Os problemas sociais são nossos
Ao discursar na inauguração de uma fábrica em Araraquara (SP) no dia 31 de março de 2005, o Presidente Lula afirmou que (sic) "o problema do Brasil não são os outros, mas nós mesmos".
Deu para entender o que ele quis dizer. Nada mais certo e, ao mesmo tempo, nada mais diferente do que dizia como dirigente sindical quando colocava a culpa dos nossos problemas ao FMI, Banco Mundial, Sarney, Collor, FHC e tantos outros bodes expiatórios.
O Brasil mantém recordes de desigualdade social. Grande parte das raízes dessa desigualdade não está no exterior, mas aqui mesmo, sendo determinada por leis de má qualidade, cunhadas por influência de lobbies brasileiros.
Vejamos alguns exemplos. Em 2004, o Brasil tinha 8,5 milhões de pessoas desempregadas e 79,3 milhões trabalhando. Destas apenas 31,7 milhões (40%) estavam protegidas pelas leis trabalhistas e previdenciárias. Os restantes 47,5 milhões estavam desprotegidas. Não há como sustentar que uma lei que desprotege a grande maioria seja um bem público. Na verdade, trata-se de um mal público.

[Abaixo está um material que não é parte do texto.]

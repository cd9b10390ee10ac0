//! Sensor hardware abstraction.
//!
//! The drop sensor is a reflective IR pair wired to a GPIO pin with the
//! internal pull-up enabled: the line idles high and reads low while a drop
//! (or a blockage) reflects the beam. The monitor consumes the sensor
//! through two small traits so tests can substitute a mock:
//!
//! - [`EdgeSource`] — falling-edge interrupt subscription (one edge = one
//!   drop), cancellable via the returned [`Subscription`] handle.
//! - [`LevelSource`] — raw level polling, used by the blockage watcher.
//!
//! The real Raspberry Pi implementation lives in [`gpio`] behind the `gpio`
//! cargo feature.

#[cfg(feature = "gpio")]
pub mod gpio;

use crate::error::HardwareError;

/// Raw logic level of the sensor pin.
#[derive(Debug, Clone, Copy, PartialEq, Eq)]
pub enum Level {
    /// Line idle, no reflection.
    High,
    /// Reflection detected.
    Low,
}

/// Callback invoked on each falling edge, from the interrupt thread.
pub type EdgeCallback = Box<dyn FnMut() + Send + 'static>;

/// Cancellable handle for an active edge subscription.
///
/// Dropping the handle without calling [`cancel`](Subscription::cancel) does
/// not detach the interrupt; shutdown must cancel explicitly before the
/// process exits.
pub trait Subscription: Send {
    /// Detach the interrupt. Idempotent.
    fn cancel(&mut self);
}

/// A source of falling-edge notifications.
pub trait EdgeSource: Send + Sync {
    /// Attach `on_edge` to the sensor's falling edge.
    ///
    /// The callback runs on the hardware interrupt thread, concurrently with
    /// everything else; it must confine itself to brief, non-blocking work.
    fn subscribe_falling(&self, on_edge: EdgeCallback)
        -> Result<Box<dyn Subscription>, HardwareError>;
}

/// A source of raw pin level readings.
pub trait LevelSource: Send + Sync {
    fn read_level(&self) -> Result<Level, HardwareError>;
}

/// The full drop sensor interface: edge events plus raw level.
pub trait DripSensor: EdgeSource + LevelSource {}

impl<T: EdgeSource + LevelSource> DripSensor for T {}
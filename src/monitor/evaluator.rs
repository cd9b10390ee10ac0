//! The periodic evaluation loop.
//!
//! Once per [`EVAL_PERIOD`]: snapshot the statistics register, classify line
//! health, store the alert state, and broadcast the formatted status to
//! every observer. This is the single push cadence; the query endpoint
//! formats the same state on demand.

use std::sync::Arc;

use tokio::time::{Instant, MissedTickBehavior};
use tracing::info;

use crate::hub::BroadcastHub;
use crate::monitor::alert::{classify, EVAL_PERIOD};
use crate::monitor::MonitorState;
use crate::status::format_status;

/// Run the evaluation loop until the task is aborted at shutdown.
pub async fn run(state: Arc<MonitorState>, hub: Arc<BroadcastHub>) {
    let mut tick = tokio::time::interval(EVAL_PERIOD);
    tick.set_missed_tick_behavior(MissedTickBehavior::Delay);

    loop {
        tick.tick().await;

        let snapshot = state.stats().snapshot();
        let next = classify(state.is_blocked(), Instant::now(), snapshot.last_drop_time);

        let previous = state.alert();
        if next != previous {
            info!(
                from = %previous,
                to = %next,
                drop_count = snapshot.drop_count,
                "alert state changed"
            );
        }
        state.set_alert(next);

        hub.broadcast(&format_status(next, snapshot.drip_rate));
    }
}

Por que é assim? Por que os protegidos atuam junto aos congressistas na fase de elaboração das leis. Os excluídos, por serem desorganizados, não conseguem agir. Contam apenas com o destino.

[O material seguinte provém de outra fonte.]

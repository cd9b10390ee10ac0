//! Application orchestration.
//!
//! Wires the sensor, monitor state, broadcast hub and status server
//! together, in the order the lifecycle demands: the hardware subscription
//! is established before the server accepts its first request, and
//! cancelled before the process exits.

use std::sync::Arc;

use tokio::signal;
use tracing::info;

use crate::config::Config;
use crate::error::Result;
use crate::hardware::DripSensor;
use crate::hub::BroadcastHub;
use crate::monitor::{blockage, evaluator, MonitorState};
use crate::server::{self, ServerState};

/// Main application struct.
pub struct App;

impl App {
    /// Run against the real GPIO sensor from the config's pin.
    ///
    /// Fails fatally if the GPIO peripheral cannot be claimed; monitoring
    /// without a sensor is meaningless.
    #[cfg(feature = "gpio")]
    pub async fn run(config: Config) -> Result<()> {
        let sensor = crate::hardware::gpio::IrSensor::connect(config.sensor.pin)?;
        Self::run_with_sensor(config, Arc::new(sensor)).await
    }

    /// Run with an externally supplied sensor implementation.
    pub async fn run_with_sensor(config: Config, sensor: Arc<dyn DripSensor>) -> Result<()> {
        let addr = config.socket_addr()?;
        let state = Arc::new(MonitorState::new());
        let hub = Arc::new(BroadcastHub::new());

        // Subscribe before serving: a request must never race sensor setup.
        let mut subscription = sensor.subscribe_falling(Box::new({
            let state = Arc::clone(&state);
            move || state.stats().record_drop()
        }))?;
        info!(pin = config.sensor.pin, "drop sensor subscribed");

        let watcher = tokio::spawn(blockage::watch_level(
            Arc::clone(&sensor),
            Arc::clone(&state),
        ));
        let eval = tokio::spawn(evaluator::run(Arc::clone(&state), Arc::clone(&hub)));

        let server_state = ServerState {
            monitor: Arc::clone(&state),
            hub: Arc::clone(&hub),
        };

        let result = tokio::select! {
            res = server::serve(server_state, addr) => res,
            _ = signal::ctrl_c() => {
                info!("shutdown signal received");
                Ok(())
            }
        };

        // Teardown order mirrors startup: stop producing, then release the
        // hardware. In-flight pushes are abandoned, not awaited.
        eval.abort();
        watcher.abort();
        subscription.cancel();
        info!("sensor subscription cancelled");

        result
    }
}
//! Archive download with mirror fallback and cache validation.
//!
//! Dispatches on the archive suffix and the mirror URL scheme: `*.git`
//! packages are cloned with `git` through the executor, `ftp://` mirrors are
//! fetched with `wget` through the executor, and HTTP(S) mirrors are fetched
//! in-process over [`ArchiveFetcher`] and written to the target's cache
//! through the executor. A cache file already present on the target is
//! trusted on sight and no mirror is contacted; within a fetch attempt, a
//! file whose byte count matches the mirror's `Content-Length` is likewise
//! kept rather than fetched again.

use crate::error::Result;
use crate::executor::Executor;
use crate::spec::PackageSpec;
use std::sync::OnceLock;
use std::time::Duration;
use thiserror::Error;

/// Mode applied to downloaded archive files.
const ARCHIVE_FILE_MODE: u32 = 0o644;

/// Upper bound for an entire HTTP exchange.
const HTTP_TIMEOUT: Duration = Duration::from_secs(600);

/// Errors raised while fetching a package archive.
#[derive(Debug, Error)]
pub enum DownloadError {
    /// The server responded with an HTTP error or the exchange failed.
    #[error("download of {url} failed: {reason}")]
    HttpError {
        /// The URL that failed.
        url: String,
        /// Description of the failure.
        reason: String,
    },

    /// The server responded 404.
    #[error("{url} was not found on the server")]
    NotFound {
        /// The URL that was not found.
        url: String,
    },

    /// The downloaded byte count disagrees with the advertised length.
    #[error("download of {url} is incomplete: expected {expected} bytes, received {actual}")]
    SizeMismatch {
        /// The URL that was fetched.
        url: String,
        /// The advertised `Content-Length`.
        expected: u64,
        /// The number of bytes actually received.
        actual: u64,
    },

    /// Every mirror for a package failed.
    #[error("package {package}: all download mirrors failed")]
    AllMirrorsFailed {
        /// Name of the package that could not be fetched.
        package: String,
    },
}

/// A fetched archive body together with its advertised length.
#[derive(Debug, Clone)]
pub struct FetchedArchive {
    /// The archive bytes.
    pub data: Vec<u8>,
    /// The `Content-Length` the server advertised, if any.
    pub advertised_len: Option<u64>,
}

/// Retrieves archives over HTTP(S).
#[cfg_attr(test, mockall::automock)]
pub trait ArchiveFetcher {
    /// Returns the `Content-Length` the mirror advertises for `url`.
    ///
    /// # Errors
    ///
    /// Returns a [`DownloadError`] if the request fails.
    fn content_length(&self, url: &str) -> std::result::Result<Option<u64>, DownloadError>;

    /// Fetches the whole body at `url`.
    ///
    /// # Errors
    ///
    /// Returns a [`DownloadError`] if the request fails or the body cannot be
    /// read.
    fn fetch(&self, url: &str) -> std::result::Result<FetchedArchive, DownloadError>;
}

/// Shared `ureq` agent with request timeout configuration.
fn http_agent() -> &'static ureq::Agent {
    static AGENT: OnceLock<ureq::Agent> = OnceLock::new();
    AGENT.get_or_init(|| {
        let config = ureq::Agent::config_builder()
            .timeout_global(Some(HTTP_TIMEOUT))
            .build();
        ureq::Agent::new_with_config(config)
    })
}

/// Map a ureq error to a [`DownloadError`].
fn map_ureq_error(url: &str, err: &ureq::Error) -> DownloadError {
    match err {
        ureq::Error::StatusCode(404) => DownloadError::NotFound {
            url: url.to_owned(),
        },
        other => DownloadError::HttpError {
            url: url.to_owned(),
            reason: other.to_string(),
        },
    }
}

fn advertised_length(headers: &ureq::http::HeaderMap) -> Option<u64> {
    headers
        .get("content-length")
        .and_then(|value| value.to_str().ok())
        .and_then(|value| value.parse().ok())
}

/// [`ArchiveFetcher`] backed by `ureq`.
#[derive(Debug, Clone, Copy, Default)]
pub struct HttpFetcher;

impl ArchiveFetcher for HttpFetcher {
    fn content_length(&self, url: &str) -> std::result::Result<Option<u64>, DownloadError> {
        let response = http_agent()
            .head(url)
            .call()
            .map_err(|e| map_ureq_error(url, &e))?;

        Ok(advertised_length(response.headers()))
    }

    fn fetch(&self, url: &str) -> std::result::Result<FetchedArchive, DownloadError> {
        let response = http_agent()
            .get(url)
            .call()
            .map_err(|e| map_ureq_error(url, &e))?;

        let advertised_len = advertised_length(response.headers());

        let mut data = Vec::new();
        std::io::copy(&mut response.into_body().as_reader(), &mut data).map_err(|e| {
            DownloadError::HttpError {
                url: url.to_owned(),
                reason: e.to_string(),
            }
        })?;

        Ok(FetchedArchive {
            data,
            advertised_len,
        })
    }
}

/// How a download stage concluded for one package.
#[derive(Debug, Clone, Copy, PartialEq, Eq)]
pub enum DownloadOutcome {
    /// The cache already held a valid copy.
    AlreadyCached,
    /// The archive was fetched from a mirror.
    Downloaded,
}

/// Joins a mirror base URL and a file name with exactly one separator.
fn mirror_url(base: &str, file_name: &str) -> String {
    format!("{}/{file_name}", base.trim_end_matches('/'))
}

/// Fetches the package archive into the cache directory on the target.
///
/// An archive already present in the cache satisfies the stage outright; no
/// mirror is contacted. Otherwise mirrors are tried in order; an individual
/// mirror failure is logged and the next mirror is tried. Only when every
/// mirror has failed does the stage fail.
///
/// # Errors
///
/// Returns [`DownloadError::AllMirrorsFailed`] (wrapped in the crate error)
/// when no mirror produced the archive, or a transport error if the target
/// itself cannot be reached.
pub fn download_package(
    spec: &PackageSpec,
    executor: &dyn Executor,
    fetcher: &dyn ArchiveFetcher,
) -> Result<DownloadOutcome> {
    if spec.archive_exists(executor)? {
        return Ok(DownloadOutcome::AlreadyCached);
    }

    if spec.file_name.ends_with(".git") {
        return clone_repository(spec, executor);
    }

    for base in &spec.download_urls {
        let url = mirror_url(base, &spec.file_name);
        let attempt = if url.starts_with("ftp://") {
            wget_ftp_download(spec, executor, &url)
        } else {
            http_download(spec, executor, fetcher, &url)
        };

        match attempt {
            Ok(outcome) => return Ok(outcome),
            Err(err) => {
                log::warn!("mirror {base} failed for {}: {err}", spec.name);
            }
        }
    }

    Err(DownloadError::AllMirrorsFailed {
        package: spec.name.clone(),
    }
    .into())
}

/// Clones a `*.git` package into the cache directory on the target.
fn clone_repository(spec: &PackageSpec, executor: &dyn Executor) -> Result<DownloadOutcome> {
    for base in &spec.download_urls {
        let url = mirror_url(base, &spec.file_name);
        // Clone into <file_name> explicitly; git would otherwise strip the
        // .git suffix and the cache check would miss it.
        let argv = vec![
            "git".to_owned(),
            "clone".to_owned(),
            url.clone(),
            spec.file_name.clone(),
        ];
        let output = executor.run_command(&argv, &spec.cache_dir, false)?;
        if output.succeeded() && spec.archive_exists(executor)? {
            return Ok(DownloadOutcome::Downloaded);
        }
        log::warn!("git clone of {url} failed: {}", output.stderr);
    }

    Err(DownloadError::AllMirrorsFailed {
        package: spec.name.clone(),
    }
    .into())
}

/// Fetches an `ftp://` mirror by shelling out to `wget` on the target.
fn wget_ftp_download(
    spec: &PackageSpec,
    executor: &dyn Executor,
    url: &str,
) -> std::result::Result<DownloadOutcome, DownloadError> {
    let argv = vec![
        "wget".to_owned(),
        "-r".to_owned(),
        url.to_owned(),
        "--no-host-directories".to_owned(),
    ];
    let output = executor
        .run_command(&argv, &spec.cache_dir, false)
        .map_err(|err| DownloadError::HttpError {
            url: url.to_owned(),
            reason: err.to_string(),
        })?;

    if output.succeeded() {
        Ok(DownloadOutcome::Downloaded)
    } else {
        Err(DownloadError::HttpError {
            url: url.to_owned(),
            reason: output.stderr,
        })
    }
}

/// Fetches an HTTP(S) mirror in-process and writes the archive to the target.
fn http_download(
    spec: &PackageSpec,
    executor: &dyn Executor,
    fetcher: &dyn ArchiveFetcher,
    url: &str,
) -> std::result::Result<DownloadOutcome, DownloadError> {
    let target_io = |err: crate::error::InstallError| DownloadError::HttpError {
        url: url.to_owned(),
        reason: err.to_string(),
    };

    // Size-only cache check: a cached file whose byte count matches the
    // mirror's Content-Length is trusted without hashing.
    let cached = executor
        .file_size(&spec.source_archive_path)
        .map_err(target_io)?;
    if let Some(cached_len) = cached {
        if fetcher.content_length(url)? == Some(cached_len) {
            return Ok(DownloadOutcome::AlreadyCached);
        }
    }

    let archive = fetcher.fetch(url)?;
    if let Some(expected) = archive.advertised_len {
        let actual = archive.data.len() as u64;
        if actual != expected {
            return Err(DownloadError::SizeMismatch {
                url: url.to_owned(),
                expected,
                actual,
            });
        }
    }

    executor
        .write_file(&spec.source_archive_path, &archive.data, ARCHIVE_FILE_MODE)
        .map_err(target_io)?;
    Ok(DownloadOutcome::Downloaded)
}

No caso do seguro-desemprego, por exemplo, os 20% mais pobres recebem apenas 3% dos recursos daquele instituto. O restante é apropriado pelos não pobres. Isso é fruto da lei. Trata-se de uma injustiça "legalizada".
O mesmo ocorre na Previdência Social. Os 20% mais pobres ficam com apenas 7% do que o País gasta com aposentadorias e pensões. O restante vai para os não pobres. Assim é a lei. Nada disso tem a ver com o FMI ou com a Banca Internacional.
Há outras injustiças garantidas por lei. O valor médio da aposentadoria dos pobres que recebem do INSS é de 1,8 salários mínimos. Para os funcionários públicos é de 14,4 salários mínimos. Apesar da recente reforma previdenciária, as desigualdades continuam. São "obras" das nossas leis.
Não há como esconder. A Constituição Federal de 1988 construiu uma fachada igualitária para as instituições que, na maioria dos casos, aprofundaram as desigualdades.
Vejam o caso da educação. Enquanto os mais pobres têm enormes dificuldades para concluir a 8a. série, os mais ricos, que fazem os cursos médios em escolas caríssimas, cursam universidades públicas inteiramente gratuitas. Por que é assim? Porque a lei impede que as universidades públicas cobrem dos alunos mais ricos para conceder bolsas de estudo aos mais pobres – o que é feito nos países avançados.
Há muitas outras desigualdades criadas por lei. Vejam este absurdo: a Constituição Federal exige a freqüência obrigatória à escola dos 7 a 14 anos, mas só permite ao jovem trabalhar quando completa 16 anos. Ora, o quê fazer nesse hiato? A maioria não pode continuar os estudos e a totalidade não pode trabalhar. Quem não estuda e não trabalha, faz o quê? Haja FEBENS!
Em suma, o Brasil é um campeão de desigualdades legais. No passado, as oligarquias dominavam a cunhagem das leis. Hoje elas se irmanam com os grupos corporativistas que impedem a ampliação da justiça social. Ney Prado, comentando palavras de Hernando de Soto afirma que todo direito formulado com fins aparentemente distributivistas não favorece nem aos ricos nem aos pobres, mas aos que estão melhor organizados para aproximar-se do poder (Ney Prado, "Os Direitos Sociais no Estado Democrático de Direito", in, Arion Sayon Romita, Curso de Direito Constitucional do Trabalho, 1991).
Lula tem razão. O problema do Brasil decorre da incompetência ou da inapetência dos brasileiros para fazer leis de boa qualidade, incluindo-se aqui as corporações sindicais que hoje dominam o seu governo e, apenas na aparência, se propõem a defender a maioria.